Problems with the flow of time

Conventionally, time is divided into three distinct regions; the "past", the "present", and the "future". Using that representational model, the past is generally seen as being immutably fixed, and the future as undefined and nebulous. As time passes, the moment that was once the present becomes part of the past; and part of the future, in turn, becomes the new present. In this way time is said to pass, with a distinct present moment "moving" forward into the future and leaving the past behind. This view of time is given the name presentism by philosophers.

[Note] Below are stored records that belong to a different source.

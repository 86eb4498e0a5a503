use std::collections::HashMap;
use std::time::Duration;

use anyhow::{Context, Result};
use dotenvy::dotenv;
use std::env;

use crate::types::InboundMessage;

/// Control-plane configuration loaded from environment variables.
#[derive(Debug, Clone)]
pub struct Config {
    pub database_url: String,
    pub port: u16,

    pub slack_bot_token: String,
    pub slack_signing_secret: String,

    /// Empty means everyone is allowed.
    pub allowed_users: Vec<String>,

    pub rate_limit_enabled: bool,
    pub rate_limit_max: u32,
    pub rate_limit_window: Duration,

    /// Idle time before a worker is scaled to zero.
    pub grace_period: Duration,

    pub worker_namespace: String,
    pub worker_image: String,
    /// Kubernetes secret holding agent and chat credentials for workers.
    pub worker_secret_name: Option<String>,
    pub session_timeout_minutes: u64,

    /// `userId=owner/repo` pairs powering the Edit button.
    pub user_repos: HashMap<String, String>,
}

impl Config {
    /// Load configuration from environment variables.
    pub fn from_env() -> Result<Self> {
        // Load .env file if present (development)
        let _ = dotenv();

        Ok(Self {
            database_url: env::var("DATABASE_URL").context("DATABASE_URL must be set")?,
            port: env::var("PORT")
                .unwrap_or_else(|_| "8080".to_string())
                .parse()
                .context("PORT must be a valid number")?,
            slack_bot_token: env::var("SLACK_BOT_TOKEN")
                .context("SLACK_BOT_TOKEN must be set")?,
            slack_signing_secret: env::var("SLACK_SIGNING_SECRET")
                .context("SLACK_SIGNING_SECRET must be set")?,
            allowed_users: parse_list(env::var("ALLOWED_USERS").ok()),
            rate_limit_enabled: env::var("RATE_LIMIT_ENABLED")
                .map(|v| v != "false" && v != "0")
                .unwrap_or(true),
            rate_limit_max: parse_or("RATE_LIMIT_MAX", 5)?,
            rate_limit_window: Duration::from_secs(
                parse_or("RATE_LIMIT_WINDOW_MINUTES", 15u64)? * 60,
            ),
            grace_period: Duration::from_secs(parse_or("GRACE_PERIOD_MINUTES", 5u64)? * 60),
            worker_namespace: env::var("WORKER_NAMESPACE")
                .unwrap_or_else(|_| "default".to_string()),
            worker_image: env::var("WORKER_IMAGE").context("WORKER_IMAGE must be set")?,
            worker_secret_name: env::var("WORKER_SECRET_NAME").ok(),
            session_timeout_minutes: parse_or("SESSION_TIMEOUT_MINUTES", 30)?,
            user_repos: parse_map(env::var("USER_REPOS").ok()),
        })
    }

    pub fn user_allowed(&self, user_id: &str) -> bool {
        self.allowed_users.is_empty() || self.allowed_users.iter().any(|u| u == user_id)
    }

    /// Repository slug (`owner/repo`) for a user, if mapped.
    pub fn repo_for_user(&self, user_id: &str) -> Option<&str> {
        self.user_repos.get(user_id).map(String::as_str)
    }
}

/// Worker-side configuration; the orchestrator conveys most of it through
/// the deployment environment.
#[derive(Debug, Clone)]
pub struct WorkerConfig {
    pub user_id: String,
    pub deployment_name: String,
    /// Dedicated queue this session consumes.
    pub queue_name: String,
    pub database_url: String,
    pub repository_url: Option<String>,
    pub session_timeout_minutes: u64,
    pub workspace_dir: String,
    /// Agent CLI invocation, e.g. `agent --output-format stream-json`.
    pub agent_command: String,
    /// Parallel threads per session; ordering within a thread is always strict.
    pub concurrency: usize,
    pub subprocess_timeout_minutes: u64,
    /// First message conveyed at deploy time, processed before polling.
    pub bootstrap: Option<InboundMessage>,
}

impl WorkerConfig {
    pub fn from_env() -> Result<Self> {
        let _ = dotenv();

        let user_id = env::var("USER_ID").context("USER_ID must be set")?;

        Ok(Self {
            deployment_name: env::var("DEPLOYMENT_NAME")
                .unwrap_or_else(|_| crate::types::worker_deployment_name(&user_id)),
            queue_name: env::var("WORKER_QUEUE")
                .unwrap_or_else(|_| crate::types::user_queue_name(&user_id)),
            database_url: env::var("DATABASE_URL").context("DATABASE_URL must be set")?,
            repository_url: env::var("REPOSITORY_URL").ok(),
            session_timeout_minutes: parse_or("SESSION_TIMEOUT_MINUTES", 30)?,
            workspace_dir: env::var("WORKSPACE_DIR").unwrap_or_else(|_| "/workspace".to_string()),
            agent_command: env::var("AGENT_COMMAND").unwrap_or_else(|_| "agent".to_string()),
            concurrency: parse_or("WORKER_CONCURRENCY", 1usize)?,
            subprocess_timeout_minutes: parse_or("AGENT_TIMEOUT_MINUTES", 5)?,
            bootstrap: bootstrap_from_env(&user_id),
            user_id,
        })
    }
}

/// Reconstruct the bootstrap message from `INITIAL_*` variables, if the
/// orchestrator passed one.
fn bootstrap_from_env(user_id: &str) -> Option<InboundMessage> {
    let message_text = env::var("INITIAL_MESSAGE_TEXT").ok()?;
    let channel_id = env::var("INITIAL_CHANNEL_ID").ok()?;
    let thread_id = env::var("INITIAL_THREAD_ID").ok()?;
    let placeholder_ts = env::var("INITIAL_PLACEHOLDER_TS").ok()?;

    Some(InboundMessage {
        user_id: user_id.to_string(),
        message_id: env::var("INITIAL_MESSAGE_ID").unwrap_or_else(|_| thread_id.clone()),
        original_message_ts: env::var("INITIAL_ORIGINAL_MESSAGE_TS")
            .unwrap_or_else(|_| thread_id.clone()),
        thread_id,
        channel_id,
        message_text,
        placeholder_ts,
        platform_metadata: serde_json::Value::Null,
        agent_options: Default::default(),
    })
}

fn parse_list(value: Option<String>) -> Vec<String> {
    value
        .map(|v| {
            v.split(',')
                .map(str::trim)
                .filter(|s| !s.is_empty())
                .map(str::to_string)
                .collect()
        })
        .unwrap_or_default()
}

fn parse_map(value: Option<String>) -> HashMap<String, String> {
    value
        .map(|v| {
            v.split(',')
                .filter_map(|pair| {
                    let (key, value) = pair.split_once('=')?;
                    let key = key.trim();
                    let value = value.trim();
                    (!key.is_empty() && !value.is_empty())
                        .then(|| (key.to_string(), value.to_string()))
                })
                .collect()
        })
        .unwrap_or_default()
}

fn parse_or<T: std::str::FromStr>(var: &str, default: T) -> Result<T>
where
    T::Err: std::error::Error + Send + Sync + 'static,
{
    match env::var(var) {
        Ok(value) => value
            .parse()
            .with_context(|| format!("{var} must be a valid number")),
        Err(_) => Ok(default),
    }
}

#[cfg(test)]
mod tests {
    use super::*;

    #[test]
    fn parse_list_splits_and_trims() {
        let list = parse_list(Some("U1, U2 ,,U3".to_string()));
        assert_eq!(list, vec!["U1", "U2", "U3"]);
        assert!(parse_list(None).is_empty());
    }

    #[test]
    fn parse_map_reads_pairs() {
        let map = parse_map(Some("U1=acme/api, U2=acme/web".to_string()));
        assert_eq!(map.get("U1").map(String::as_str), Some("acme/api"));
        assert_eq!(map.get("U2").map(String::as_str), Some("acme/web"));
        assert!(parse_map(Some("garbage".to_string())).is_empty());
    }

    #[test]
    fn allowlist_empty_means_open() {
        let mut config = sample_config();
        assert!(config.user_allowed("anyone"));

        config.allowed_users = vec!["U1".to_string()];
        assert!(config.user_allowed("U1"));
        assert!(!config.user_allowed("U2"));
    }

    fn sample_config() -> Config {
        Config {
            database_url: "postgres://localhost/test".into(),
            port: 8080,
            slack_bot_token: "xoxb-test".into(),
            slack_signing_secret: "secret".into(),
            allowed_users: Vec::new(),
            rate_limit_enabled: true,
            rate_limit_max: 5,
            rate_limit_window: Duration::from_secs(900),
            grace_period: Duration::from_secs(300),
            worker_namespace: "default".into(),
            worker_image: "worker:latest".into(),
            worker_secret_name: None,
            session_timeout_minutes: 30,
            user_repos: HashMap::new(),
        }
    }
}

This conventional model presents a number of difficult philosophical problems, and seems difficult to reconcile with currently accepted scientific theories such as the theory of relativity.

Simultaneity

Special relativity has shown that the concept of simultaneity is not universal: observers in different frames of reference can have different perceptions of whether a given pair of events happened at the same time or at different times, with there being no physical basis for preferring one frame's judgments over another's (though in a case where one event A happens in the past light cone of another event B, all frames will agree that A happened in the past of B). So, in special relativity there can be no physical basis for picking out a unique set of events that are all happening simultaneously in "the present".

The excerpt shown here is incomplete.